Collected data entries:

//! # Showtime Repository
//!
//! Database operations for showtime rows, including the overlap clash
//! query and the read-side filters.
//!
//! ## The Clash Query
//! ```text
//! ┌─────────────────────────────────────────────────────────────────────────┐
//! │              Overlap Detection in SQL                                   │
//! │                                                                         │
//! │  Candidate: (venue, screen, [start, end))                              │
//! │       │                                                                 │
//! │       ▼                                                                 │
//! │  SELECT EXISTS (... WHERE venue_id = ? AND screen_number = ?           │
//! │                       AND start_time < candidate.end                   │
//! │                       AND end_time   > candidate.start                 │
//! │                       AND id <> exclude_id)                            │
//! │       │                                                                 │
//! │       ▼                                                                 │
//! │  true  → ConflictError at the service layer                            │
//! │  false → safe to persist (within the same write transaction)           │
//! │                                                                         │
//! │  Same comparison as cinema_core::intervals_overlap - touching          │
//! │  boundaries do not clash.                                              │
//! └─────────────────────────────────────────────────────────────────────────┘
//! ```

use chrono::{DateTime, Utc};
use sqlx::{QueryBuilder, SqliteConnection, SqlitePool};
use tracing::debug;

use crate::error::DbResult;
use cinema_core::{Showtime, ShowtimeFilter};

/// Column list shared by every showtime SELECT.
const SHOWTIME_COLUMNS: &str = "id, movie_title, screen_number, start_time, end_time, \
     ticket_price_cents, language, format, venue_id, created_at, updated_at";

/// Repository for showtime database operations.
#[derive(Debug, Clone)]
pub struct ShowtimeRepository {
    pool: SqlitePool,
}

impl ShowtimeRepository {
    /// Creates a new ShowtimeRepository.
    pub fn new(pool: SqlitePool) -> Self {
        ShowtimeRepository { pool }
    }

    // =========================================================================
    // Transaction-scoped operations
    // =========================================================================
    // These take a connection so the scheduler can keep its
    // check-then-write sequence inside one write transaction.

    /// Fetches a showtime by ID on the given connection.
    pub async fn fetch_by_id(
        conn: &mut SqliteConnection,
        id: &str,
    ) -> DbResult<Option<Showtime>> {
        let showtime = sqlx::query_as::<_, Showtime>(&format!(
            "SELECT {SHOWTIME_COLUMNS} FROM showtimes WHERE id = ?1"
        ))
        .bind(id)
        .fetch_optional(conn)
        .await?;

        Ok(showtime)
    }

    /// Returns true when any persisted showtime on the same venue and
    /// screen intersects the half-open candidate interval.
    ///
    /// `exclude_id` removes the record's own row from the search so an
    /// update never clashes with itself.
    pub async fn exists_overlapping(
        conn: &mut SqliteConnection,
        venue_id: &str,
        screen_number: i64,
        start_time: DateTime<Utc>,
        end_time: DateTime<Utc>,
        exclude_id: Option<&str>,
    ) -> DbResult<bool> {
        let clash: bool = sqlx::query_scalar(
            r#"
            SELECT EXISTS (
                SELECT 1 FROM showtimes
                WHERE venue_id = ?1
                  AND screen_number = ?2
                  AND start_time < ?3
                  AND end_time > ?4
                  AND (?5 IS NULL OR id <> ?5)
            )
            "#,
        )
        .bind(venue_id)
        .bind(screen_number)
        .bind(end_time)
        .bind(start_time)
        .bind(exclude_id)
        .fetch_one(conn)
        .await?;

        Ok(clash)
    }

    /// Inserts a complete showtime row on the given connection.
    pub async fn insert(conn: &mut SqliteConnection, showtime: &Showtime) -> DbResult<()> {
        debug!(id = %showtime.id, title = %showtime.movie_title, "Inserting showtime");

        sqlx::query(
            r#"
            INSERT INTO showtimes (
                id, movie_title, screen_number, start_time, end_time,
                ticket_price_cents, language, format, venue_id,
                created_at, updated_at
            ) VALUES (?1, ?2, ?3, ?4, ?5, ?6, ?7, ?8, ?9, ?10, ?11)
            "#,
        )
        .bind(&showtime.id)
        .bind(&showtime.movie_title)
        .bind(showtime.screen_number)
        .bind(showtime.start_time)
        .bind(showtime.end_time)
        .bind(showtime.ticket_price_cents)
        .bind(&showtime.language)
        .bind(&showtime.format)
        .bind(&showtime.venue_id)
        .bind(showtime.created_at)
        .bind(showtime.updated_at)
        .execute(conn)
        .await?;

        Ok(())
    }

    /// Replaces the mutable fields of a showtime row on the given
    /// connection. `created_at` is never touched.
    pub async fn update_row(conn: &mut SqliteConnection, showtime: &Showtime) -> DbResult<()> {
        debug!(id = %showtime.id, "Updating showtime");

        sqlx::query(
            r#"
            UPDATE showtimes SET
                movie_title = ?2,
                screen_number = ?3,
                start_time = ?4,
                end_time = ?5,
                ticket_price_cents = ?6,
                language = ?7,
                format = ?8,
                venue_id = ?9,
                updated_at = ?10
            WHERE id = ?1
            "#,
        )
        .bind(&showtime.id)
        .bind(&showtime.movie_title)
        .bind(showtime.screen_number)
        .bind(showtime.start_time)
        .bind(showtime.end_time)
        .bind(showtime.ticket_price_cents)
        .bind(&showtime.language)
        .bind(&showtime.format)
        .bind(&showtime.venue_id)
        .bind(showtime.updated_at)
        .execute(conn)
        .await?;

        Ok(())
    }

    // =========================================================================
    // Pool-backed reads
    // =========================================================================

    /// Gets a showtime by ID.
    pub async fn get_by_id(&self, id: &str) -> DbResult<Option<Showtime>> {
        let mut conn = self.pool.acquire().await?;
        Self::fetch_by_id(&mut conn, id).await
    }

    /// Lists all showtimes for a venue, earliest first.
    pub async fn list_by_venue(&self, venue_id: &str) -> DbResult<Vec<Showtime>> {
        let showtimes = sqlx::query_as::<_, Showtime>(&format!(
            "SELECT {SHOWTIME_COLUMNS} FROM showtimes \
             WHERE venue_id = ?1 ORDER BY start_time"
        ))
        .bind(venue_id)
        .fetch_all(&self.pool)
        .await?;

        Ok(showtimes)
    }

    /// Case-insensitive substring search on the movie title.
    pub async fn search_by_title(&self, query: &str) -> DbResult<Vec<Showtime>> {
        debug!(query = %query, "Searching showtimes by title");

        let pattern = format!("%{}%", query.trim().to_lowercase());

        let showtimes = sqlx::query_as::<_, Showtime>(&format!(
            "SELECT {SHOWTIME_COLUMNS} FROM showtimes \
             WHERE LOWER(movie_title) LIKE ?1 ORDER BY start_time"
        ))
        .bind(pattern)
        .fetch_all(&self.pool)
        .await?;

        Ok(showtimes)
    }

    /// Lists showtimes for a venue intersecting the half-open window
    /// `[from, to)` - the same comparison as the overlap rule.
    pub async fn list_in_window(
        &self,
        venue_id: &str,
        from: DateTime<Utc>,
        to: DateTime<Utc>,
    ) -> DbResult<Vec<Showtime>> {
        let showtimes = sqlx::query_as::<_, Showtime>(&format!(
            "SELECT {SHOWTIME_COLUMNS} FROM showtimes \
             WHERE venue_id = ?1 AND start_time < ?3 AND end_time > ?2 \
             ORDER BY start_time"
        ))
        .bind(venue_id)
        .bind(from)
        .bind(to)
        .fetch_all(&self.pool)
        .await?;

        Ok(showtimes)
    }

    /// Combined filter: every supplied predicate is applied
    /// conjunctively; absent predicates impose no restriction.
    pub async fn filter(&self, filter: &ShowtimeFilter) -> DbResult<Vec<Showtime>> {
        let mut qb: QueryBuilder<sqlx::Sqlite> = QueryBuilder::new(format!(
            "SELECT {SHOWTIME_COLUMNS} FROM showtimes WHERE 1 = 1"
        ));

        if let Some(title) = &filter.title {
            qb.push(" AND LOWER(movie_title) LIKE ");
            qb.push_bind(format!("%{}%", title.trim().to_lowercase()));
        }
        if let Some(venue_id) = &filter.venue_id {
            qb.push(" AND venue_id = ");
            qb.push_bind(venue_id);
        }
        if let Some(from) = filter.from {
            qb.push(" AND end_time > ");
            qb.push_bind(from);
        }
        if let Some(to) = filter.to {
            qb.push(" AND start_time < ");
            qb.push_bind(to);
        }

        qb.push(" ORDER BY start_time");

        let showtimes = qb
            .build_query_as::<Showtime>()
            .fetch_all(&self.pool)
            .await?;

        Ok(showtimes)
    }

    /// Deletes a showtime (cascading its tickets).
    ///
    /// Returns true when a row was removed; absent ids are not an error.
    pub async fn delete(&self, id: &str) -> DbResult<bool> {
        debug!(id = %id, "Deleting showtime");

        let result = sqlx::query("DELETE FROM showtimes WHERE id = ?1")
            .bind(id)
            .execute(&self.pool)
            .await?;

        Ok(result.rows_affected() > 0)
    }

    /// Counts showtimes.
    pub async fn count(&self) -> DbResult<i64> {
        let count: i64 = sqlx::query_scalar("SELECT COUNT(*) FROM showtimes")
            .fetch_one(&self.pool)
            .await?;

        Ok(count)
    }
}
//! # Seat Repository
//!
//! Database operations for seat rows.
//!
//! Seats are append-only: the inventory materializes a grid once per
//! (venue, screen) and the core never mutates or deletes seats. The
//! UNIQUE constraint on (venue_id, screen_number, row_label, seat_number)
//! makes `INSERT OR IGNORE` an idempotent "ensure exists" operation.

use sqlx::{SqliteConnection, SqlitePool};
use tracing::debug;

use crate::error::DbResult;
use cinema_core::Seat;

/// Column list shared by every seat SELECT.
const SEAT_COLUMNS: &str = "id, venue_id, screen_number, row_label, seat_number, created_at";

/// Repository for seat database operations.
#[derive(Debug, Clone)]
pub struct SeatRepository {
    pool: SqlitePool,
}

impl SeatRepository {
    /// Creates a new SeatRepository.
    pub fn new(pool: SqlitePool) -> Self {
        SeatRepository { pool }
    }

    // =========================================================================
    // Transaction-scoped operations
    // =========================================================================

    /// Fetches a seat by ID on the given connection.
    pub async fn fetch_by_id(conn: &mut SqliteConnection, id: &str) -> DbResult<Option<Seat>> {
        let seat = sqlx::query_as::<_, Seat>(&format!(
            "SELECT {SEAT_COLUMNS} FROM seats WHERE id = ?1"
        ))
        .bind(id)
        .fetch_optional(conn)
        .await?;

        Ok(seat)
    }

    /// All seats for a (venue, screen), ordered row-major for a stable,
    /// human-readable seat map: row letter ascending, seat number
    /// ascending.
    pub async fn fetch_grid(
        conn: &mut SqliteConnection,
        venue_id: &str,
        screen_number: i64,
    ) -> DbResult<Vec<Seat>> {
        let seats = sqlx::query_as::<_, Seat>(&format!(
            "SELECT {SEAT_COLUMNS} FROM seats \
             WHERE venue_id = ?1 AND screen_number = ?2 \
             ORDER BY row_label ASC, seat_number ASC"
        ))
        .bind(venue_id)
        .bind(screen_number)
        .fetch_all(conn)
        .await?;

        Ok(seats)
    }

    /// Inserts a seat, silently skipping rows that would violate the
    /// position uniqueness constraint. Concurrent first-reads of the
    /// same screen race to materialize the grid; whoever loses each row
    /// simply keeps the winner's.
    pub async fn insert_ignore(conn: &mut SqliteConnection, seat: &Seat) -> DbResult<()> {
        sqlx::query(
            r#"
            INSERT OR IGNORE INTO seats (
                id, venue_id, screen_number, row_label, seat_number, created_at
            ) VALUES (?1, ?2, ?3, ?4, ?5, ?6)
            "#,
        )
        .bind(&seat.id)
        .bind(&seat.venue_id)
        .bind(seat.screen_number)
        .bind(&seat.row_label)
        .bind(seat.seat_number)
        .bind(seat.created_at)
        .execute(conn)
        .await?;

        Ok(())
    }

    // =========================================================================
    // Pool-backed reads
    // =========================================================================

    /// Gets a seat by ID.
    pub async fn get_by_id(&self, id: &str) -> DbResult<Option<Seat>> {
        let mut conn = self.pool.acquire().await?;
        Self::fetch_by_id(&mut conn, id).await
    }

    /// Counts seats for a (venue, screen).
    pub async fn count_for_screen(&self, venue_id: &str, screen_number: i64) -> DbResult<i64> {
        debug!(venue_id = %venue_id, screen = screen_number, "Counting seats");

        let count: i64 = sqlx::query_scalar(
            "SELECT COUNT(*) FROM seats WHERE venue_id = ?1 AND screen_number = ?2",
        )
        .bind(venue_id)
        .bind(screen_number)
        .fetch_one(&self.pool)
        .await?;

        Ok(count)
    }
}
//! # Seed Data Generator
//!
//! Populates the database with a small realistic fixture for
//! development: two London venues and three scheduled showtimes.
//!
//! ## Usage
//! ```bash
//! # Seed the default development database
//! cargo run -p cinema-db --bin seed
//!
//! # Specify database path
//! cargo run -p cinema-db --bin seed -- --db ./data/cinema.db
//! ```
//!
//! Seeding is idempotent at the database level: if any venue already
//! exists the generator exits without writing, so it can be wired into
//! a dev startup script safely.

use std::env;

use cinema_core::{NewShowtime, NewVenue};
use cinema_db::{Database, DbConfig};
use chrono::{Duration, Utc};
use tracing_subscriber::EnvFilter;

#[tokio::main]
async fn main() -> Result<(), Box<dyn std::error::Error>> {
    init_tracing();

    // Parse command line arguments
    let args: Vec<String> = env::args().collect();

    let mut db_path = String::from("./cinema_dev.db");

    let mut i = 1;
    while i < args.len() {
        match args[i].as_str() {
            "--db" | "-d" => {
                if i + 1 < args.len() {
                    db_path = args[i + 1].clone();
                    i += 1;
                }
            }
            "--help" | "-h" => {
                println!("Cinema Scheduling Seed Data Generator");
                println!();
                println!("Usage: seed [OPTIONS]");
                println!();
                println!("Options:");
                println!("  -d, --db <PATH>    Database file path (default: ./cinema_dev.db)");
                println!("  -h, --help         Show this help message");
                return Ok(());
            }
            _ => {}
        }
        i += 1;
    }

    println!("🌱 Cinema Scheduling Seed Data Generator");
    println!("========================================");
    println!("Database: {}", db_path);
    println!();

    // Connect to database
    let config = DbConfig::new(&db_path);
    let db = Database::new(config).await?;

    println!("✓ Connected to database");
    println!("✓ Migrations applied");

    // Never seed on top of existing data
    let existing = db.venues().count().await?;
    if existing > 0 {
        println!("⚠ Database already has {} venues", existing);
        println!("  Skipping seed to avoid duplicates.");
        println!("  Delete the database file to regenerate.");
        return Ok(());
    }

    println!();
    println!("Creating venues...");

    let odeon = db
        .venues()
        .create(NewVenue {
            name: "Odeon Leicester Square".to_string(),
            address_line: "24-26 Leicester Square".to_string(),
            city: "London".to_string(),
            state_or_province: None,
            postcode: Some("WC2H 7JY".to_string()),
            country: Some("United Kingdom".to_string()),
            total_screens: 5,
            phone: Some("+44 333 006 7777".to_string()),
            email: Some("boxoffice@odeon-ls.example".to_string()),
        })
        .await?;
    println!("  ✓ {} ({})", odeon.name, odeon.id);

    let imax = db
        .venues()
        .create(NewVenue {
            name: "BFI IMAX Waterloo".to_string(),
            address_line: "1 Charlie Chaplin Walk".to_string(),
            city: "London".to_string(),
            state_or_province: None,
            postcode: Some("SE1 8XR".to_string()),
            country: Some("United Kingdom".to_string()),
            total_screens: 1,
            phone: Some("+44 330 333 7878".to_string()),
            email: Some("imax@bfi.example".to_string()),
        })
        .await?;
    println!("  ✓ {} ({})", imax.name, imax.id);

    println!();
    println!("Scheduling showtimes...");

    // Evening slots starting tomorrow so the fixture is always in the
    // future relative to the seeding run
    let tomorrow = (Utc::now() + Duration::days(1))
        .date_naive()
        .and_hms_opt(0, 0, 0)
        .expect("midnight is a valid time")
        .and_utc();

    let showtimes = [
        NewShowtime {
            movie_title: "The Batman".to_string(),
            screen_number: 1,
            start_time: tomorrow + Duration::hours(19) + Duration::minutes(30),
            end_time: tomorrow + Duration::hours(22) + Duration::minutes(30),
            ticket_price_cents: 1450,
            language: Some("English".to_string()),
            format: Some("2D".to_string()),
            venue_id: odeon.id.clone(),
        },
        NewShowtime {
            movie_title: "Inside Out 2".to_string(),
            screen_number: 2,
            start_time: tomorrow + Duration::hours(17),
            end_time: tomorrow + Duration::hours(18) + Duration::minutes(40),
            ticket_price_cents: 1100,
            language: Some("English".to_string()),
            format: Some("3D".to_string()),
            venue_id: odeon.id.clone(),
        },
        NewShowtime {
            movie_title: "Dune: Part Two".to_string(),
            screen_number: 1,
            start_time: tomorrow + Duration::hours(20),
            end_time: tomorrow + Duration::hours(23),
            ticket_price_cents: 1950,
            language: Some("English".to_string()),
            format: Some("IMAX".to_string()),
            venue_id: imax.id.clone(),
        },
    ];

    for new_showtime in showtimes {
        let showtime = db.scheduler().create(new_showtime).await?;
        println!(
            "  ✓ {} @ {} screen {} ({} - {})",
            showtime.movie_title,
            if showtime.venue_id == odeon.id {
                &odeon.name
            } else {
                &imax.name
            },
            showtime.screen_number,
            showtime.start_time.format("%H:%M"),
            showtime.end_time.format("%H:%M"),
        );
    }

    println!();
    println!("Materializing seat grids...");

    // Touch each scheduled screen so a fresh dev database already has
    // its seat maps on disk
    for (venue_id, screen) in [(&odeon.id, 1), (&odeon.id, 2), (&imax.id, 1)] {
        let seats = db.inventory().resolve_seat_grid(venue_id, screen).await?;
        println!("  ✓ screen {}: {} seats", screen, seats.len());
    }

    println!();
    println!("✓ Seed complete!");

    Ok(())
}

/// Initializes the tracing subscriber for structured logging.
///
/// ## Log Levels
/// - `RUST_LOG=debug` - Show debug messages
/// - `RUST_LOG=cinema_db=trace` - Show trace for the db crate only
/// - Default: INFO level
fn init_tracing() {
    let filter = EnvFilter::try_from_default_env()
        .unwrap_or_else(|_| EnvFilter::new("info,cinema_db=debug,sqlx=warn"));

    tracing_subscriber::fmt().with_env_filter(filter).init();
}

TASK ITEM. Please state how many lines in the data contain the word "when", giving only that number.

RESPONSE. 2